Manoel Carlos, reconhecido autor que procura em suas novelas repercutir temas polêmicos presentes na sociedade – no caso específico de ‘Páginas da Vida’, a síndrome de Down, a violência, a Aids, o homossexualismo, entre outros -, revelou também - provavelmente não intencionalmente -, outra realidade dos “dois brasis” que junto convivem, o da invisibilidade do emprego doméstico. O artigo é de Cesar Sanson, pesquisador do Centro de Pesquisa e Apoio aos Trabalhadores – Cepat.
Eis o artigo:
Uma ‘Página invisível’. É assim que é retratado o emprego doméstico na novela global ‘Páginas da Vida’ que se encerrou nesse final de semana.
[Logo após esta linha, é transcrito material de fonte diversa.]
//! Reply resolution and delivery.
//!
//! Turns a handler's declarative [`Reply`] into an [`OutboundPayload`]:
//! component references are looked up in the registry, stamped with a
//! custom id scoped to the owning runtime (or the independent marker), and
//! the payload is sent — or, for edit-in-place replies, used to edit the
//! runtime's most recently sent message.

use std::sync::Arc;

use thiserror::Error;
use tracing::debug;

use tether_core::custom_id::CustomId;
use tether_core::error::{CustomIdError, GatewayError, RegistryError};
use tether_core::event::InteractionEvent;
use tether_core::interactions::InteractionDefinition;
use tether_core::reply::{Component, ComponentRef, OutboundPayload, Reply};

use crate::handling::Engine;
use crate::runtime::Runtime;

/// Errors surfacing while resolving or delivering a reply.
#[derive(Debug, Error)]
pub enum DeliverError {
    /// A referenced component definition does not exist or has the wrong
    /// kind.
    #[error(transparent)]
    Registry(#[from] RegistryError),

    /// Stamping a custom id failed.
    #[error(transparent)]
    CustomId(#[from] CustomIdError),

    /// The gateway rejected the payload.
    #[error(transparent)]
    Gateway(#[from] GatewayError),
}

/// Resolves and delivers replies for one invocation.
pub(crate) struct ReplyPipeline<'a> {
    engine: &'a Engine,
    runtime: &'a Runtime,
    event: &'a Arc<InteractionEvent>,
    definition: Option<&'a Arc<InteractionDefinition>>,
}

impl<'a> ReplyPipeline<'a> {
    pub(crate) fn new(
        engine: &'a Engine,
        runtime: &'a Runtime,
        event: &'a Arc<InteractionEvent>,
        definition: Option<&'a Arc<InteractionDefinition>>,
    ) -> Self {
        Self {
            engine,
            runtime,
            event,
            definition,
        }
    }

    /// Resolves the reply against the registry and sends (or edits) it.
    ///
    /// The sent message becomes the runtime's latest reply, so a later
    /// edit-in-place reply targets it.
    pub(crate) async fn deliver(&self, reply: Reply) -> Result<(), DeliverError> {
        let config = self
            .definition
            .map(|definition| definition.reply_config())
            .unwrap_or_default();

        let ephemeral = reply.ephemeral.unwrap_or(config.ephemeral);
        let edit = reply.edit.unwrap_or(config.edit_reply);
        let keep_components = reply.keep_components.unwrap_or(config.keep_components);
        let latest = self.runtime.latest_reply();

        let components = if reply.components.is_empty() && keep_components && edit && latest.is_some()
        {
            // leave the edited message's components untouched
            None
        } else {
            let mut resolved = Vec::with_capacity(reply.components.len());
            for component in &reply.components {
                resolved.push(self.resolve_component(component)?);
            }
            Some(resolved)
        };

        let payload = OutboundPayload {
            content: reply.content,
            ephemeral,
            components,
        };

        let hook = self.event.hook();
        let sent = match latest.filter(|_| edit) {
            Some(message) => {
                debug!(message = message.id, "Editing latest reply in place");
                hook.edit(message, payload).await?
            }
            None => hook.send(payload).await?,
        };
        self.runtime.set_latest_reply(sent);
        Ok(())
    }

    /// Looks up a component reference and stamps it with its custom id.
    ///
    /// Resolving a non-component definition is a reportable error, never a
    /// silent fallback.
    fn resolve_component(&self, reference: &ComponentRef) -> Result<Component, DeliverError> {
        let definition = self.engine.registry.get_component(&reference.definition)?;

        let custom_id = if reference.independent {
            CustomId::independent(reference.definition.clone())
        } else {
            CustomId::bound(self.runtime.id(), reference.definition.clone())?
        }
        .to_string();

        let component = match &*definition {
            InteractionDefinition::Button(button) => Component::Button {
                custom_id,
                label: button.label.clone(),
                style: button.style,
                emoji: button.emoji.clone(),
            },
            InteractionDefinition::StringSelect(menu) => Component::StringSelect {
                custom_id,
                placeholder: menu.placeholder.clone(),
                min_values: menu.min_values,
                max_values: menu.max_values,
                options: menu.options.clone(),
            },
            InteractionDefinition::EntitySelect(menu) => Component::EntitySelect {
                custom_id,
                placeholder: menu.placeholder.clone(),
                targets: menu.targets.clone(),
            },
            other => {
                return Err(RegistryError::KindMismatch {
                    id: reference.definition.as_str().to_string(),
                    expected: tether_core::interactions::DefinitionKind::Button,
                    actual: other.kind(),
                }
                .into());
            }
        };
        Ok(component)
    }
}

/// Flattens a reply into a bare payload without component resolution.
///
/// Used where no runtime scope exists yet, e.g. the supervisor's
/// unknown-interaction reply.
pub(crate) fn bare_payload(reply: &Reply, default_ephemeral: bool) -> OutboundPayload {
    OutboundPayload::text(
        reply.content.clone(),
        reply.ephemeral.unwrap_or(default_ephemeral),
    )
}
O caso mais emblemático é de Lídia (Thalita Carauta), a empregada da bem sucedida Drª. Helena (Regina Duarte). A jovem é “invisível”. Não tem namorado, não tem projetos, não tem sonhos, não tem vontades, não tem amigos. Dela nada se sabe. Nas cenas, via de regra entra muda e sai calada. Leva babadas da patroa e vive literalmente 24hs à disposição da Drª. Helena: “Lídia leva a Clara para cima!”; “Lídia traz a Clara para baixo!”, “Lídia leva a Clara para o parque!”, “prepara o meu banho!” e por aí segue.
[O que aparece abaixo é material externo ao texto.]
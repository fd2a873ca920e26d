//! # Tether Core
//!
//! Foundation types for the Tether interaction framework.
//!
//! Tether routes chat-platform interactions — commands, buttons, select
//! menus, modals — to handler methods declared by the application. This
//! crate provides everything the dispatch engine and platform adapters
//! agree on:
//!
//! - **Definitions**: immutable descriptions of one bound handler method
//!   ([`InteractionDefinition`]) plus the typed invocation closures that
//!   replace per-call reflection.
//! - **Registry**: the read-only lookup table over all definitions
//!   ([`InteractionRegistry`]).
//! - **Custom-Id Codec**: the `jdac.<scope>.<definitionId>` identifier
//!   stamped on interactive components ([`CustomId`]), tracing a component
//!   click back to the runtime that created it.
//! - **Events**: the classified inbound interaction model
//!   ([`InteractionEvent`]).
//! - **Replies**: declarative replies and their resolved wire form
//!   ([`Reply`], [`OutboundPayload`]).
//! - **Gateway**: the black-box platform abstraction ([`Platform`],
//!   [`ReplyHook`], [`EventSink`]).
//!
//! The dispatch engine itself lives in `tether-dispatch`; configuration and
//! bootstrap in `tether-runtime`.

pub mod custom_id;
pub mod definition;
pub mod error;
pub mod event;
pub mod gateway;
pub mod interactions;
pub mod kv;
pub mod registry;
pub mod reply;

pub use custom_id::{CustomId, Scope};
pub use definition::{
    ArgValue, Constraint, ConstraintKind, ControllerDescriptor, DefinitionId, Instance,
    Invocation, InvokeFn, OptionDescriptor, OptionKind, ReplyConfig, autocomplete_fn, invoke_fn,
};
pub use error::{BoxError, CustomIdError, GatewayError, GatewayResult, RegistryError,
    RegistryResult};
pub use event::{
    AttachmentRef, ChannelRef, ContextTarget, FieldInput, InteractionEvent, InteractionKind,
    Mentionable, MessageInput, OptionInput, OptionValue, RoleRef, UserRef,
};
pub use gateway::{EventSink, MessageRef, Platform, ReplyHook};
pub use interactions::{
    AutocompleteDefinition, ButtonDefinition, ContextCommandDefinition, ContextTargetKind,
    DefinitionKind, EntitySelectDefinition, InteractionDefinition, ModalDefinition,
    SlashCommandDefinition, StringSelectDefinition, TextField,
};
pub use kv::KeyValueStore;
pub use registry::{InteractionRegistry, RegistryBuilder};
pub use reply::{
    ButtonStyle, Choice, Component, ComponentRef, EntityTarget, IntoReply, OutboundPayload, Reply,
    SelectOption,
};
A pobre moça é onipresente, está sempre ali como um cabide em que se penduram as roupas. Serve ainda para campanhas anti-discriminatórias estampando camisetas que pregam o fim do preconceito ao racismo e aos portadores de deficiência, como não se fosse ela também discriminada.
No outro núcleo da novela, no casarão, é assim mesmo que se chama a casa cinematográfica em que mora o Sr. Tide (Tarcísio Meira) – seguramente o autor não associou o termo à “Casa Grande” – as empregadas e os empregados também são subservientes e invisíveis em suas vontades. No caso, Dona Constância (Walderez De Barros), é um tipo daquelas mucamas que tem a cozinha como o seu território e o único espaço em que se permite “mandar” nos patrões. Trata-se daquela empregada que é grata aos patrões por tudo o que tem na vida, embora na realidade nada tenha, continua sendo “pobre de marré”. A sua filha, Sandra (Danielle Winits) que ousou insubordinar-se com a condição servil foi tratada de louca e empurrada para fora do casarão.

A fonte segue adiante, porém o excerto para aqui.